Sen. Patty Murray (D-Wash.) and Rep. Frank Pallone (D-N.J.) on Wednesday requested public input on how to create a federally administered public option that would compete with private insurers, in today's bite-sized hospital and health industry news from Colorado, the District of Columbia, and Tennessee.
- Colorado: Health officials in Colorado have announced the state will pay hospitals to shut down freestanding EDs and repurpose them for other services, such as primary or mental health care. The state has 44 such facilities, including 34 owned by hospitals, Kaiser Health News reports. "We don't want hospitals to have standalone [EDs], so we are willing to pay to shut them down," Kim Bimestefer, executive director of Colorado's Department of Health Care Policy & Financing, said. She added that freestanding EDs often provide care for routine injuries and illnesses, which can lead to higher costs for Medicaid and other insurers relative to treating those conditions in other care settings (Galewitz, Kaiser Health News, 5/21).

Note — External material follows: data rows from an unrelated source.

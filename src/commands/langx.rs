//! ## Language Transformations

use std::str::FromStr;
use std::io::Write;
use colored::Colorize;
use super::{ItemType,CommandError,read_stdin,read_stdin_string};
use crate::lang::tokenizer::Tokenizer;
use crate::lang::detokenizer::Detokenizer;
use crate::lang::dictionary::{TokenDictionary,TokenFlags};
use crate::{Dialect,STDRESULT};
const RCH: &str = "unreachable was reached";

pub fn tokenize(cmd: &clap::ArgMatches) -> STDRESULT {
    let typ = ItemType::from_str(cmd.get_one::<String>("type").expect(RCH))?;
    if !typ.is_text() {
        return Err(Box::new(CommandError::UnsupportedItemType));
    }
    let program = read_stdin_string("tokenize")?;
    let tokenizer = Tokenizer::new(typ.dialect());
    let object = tokenizer.tokenize(&program)?;
    if atty::is(atty::Stream::Stdout) || cmd.get_flag("console") {
        crate::display_block(0,&object);
    } else {
        std::io::stdout().write_all(&object)?;
    }
    Ok(())
}

pub fn detokenize(cmd: &clap::ArgMatches) -> STDRESULT {
    let typ = ItemType::from_str(cmd.get_one::<String>("type").expect(RCH))?;
    if typ.is_text() {
        return Err(Box::new(CommandError::UnsupportedItemType));
    }
    let tok = read_stdin("detokenize")?;
    let detokenizer = Detokenizer::new(typ.dialect());
    let program = detokenizer.detokenize(&tok)?;
    for line in program.text.lines() {
        println!("{}",line);
    }
    if program.truncated {
        match program.trailing_bytes {
            0 => eprintln!("! {}","program is truncated".bright_yellow()),
            n => eprintln!("! {} {}",n.to_string().bright_yellow(),"bytes follow the program".bright_yellow())
        }
    }
    Ok(())
}

pub fn keywords(cmd: &clap::ArgMatches) -> STDRESULT {
    let dict = TokenDictionary::new(Dialect::Bbc);
    let entries = match cmd.get_one::<String>("flag") {
        Some(name) => match TokenFlags::from_name(name) {
            Some(flags) => dict.flagged(flags),
            None => {
                log::error!("unknown flag {}",name);
                return Err(Box::new(CommandError::InvalidCommand));
            }
        },
        None => dict.entries().collect()
    };
    for entry in &entries {
        println!("{}",entry);
    }
    eprintln!("\u{2713} {} {}",entries.len().to_string().green(),"keywords".green());
    Ok(())
}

- Tennessee: Methodist Le Bonheur Healthcare has named Ocpivia Stafford as president of Methodist South Hospital. Stafford has served as interim president of the hospital since November. She previously served as a staff pharmacist and in pharmacy leadership roles at Methodist University Hospital and Methodist Olive Branch Hospital. She also served as pharmacy director and VP of support and professional services at Methodist South (Devereaux, Modern Healthcare, 5/24; Gooch, Becker's Hospital Review, 5/24).
- Washington, D.C.: In a letter published Wednesday, Sen. Patty Murray (D-Wash.) and Rep. Frank Pallone (D-N.J.) requested public input on how to create a federally administered public option that would compete with private insurers. Specifically, the lawmakers are seeking feedback by July 31 on plan eligibility, how the benefits should be designed, and the role of states in administering health care, among other facets of the plan. According to the Associated Press, insurers and hospitals remain opposed to a public option, with the American Hospital Association on Wednesday saying such a plan could limit patient access by generating "inadequate reimbursement rates" (Alonso-Zaldivar, Associated Press, 5/26; Tsirkin/Kapur, NBC News, 5/26; McIntire, Roll Call, 5/26; Chen, Axios, 5/26).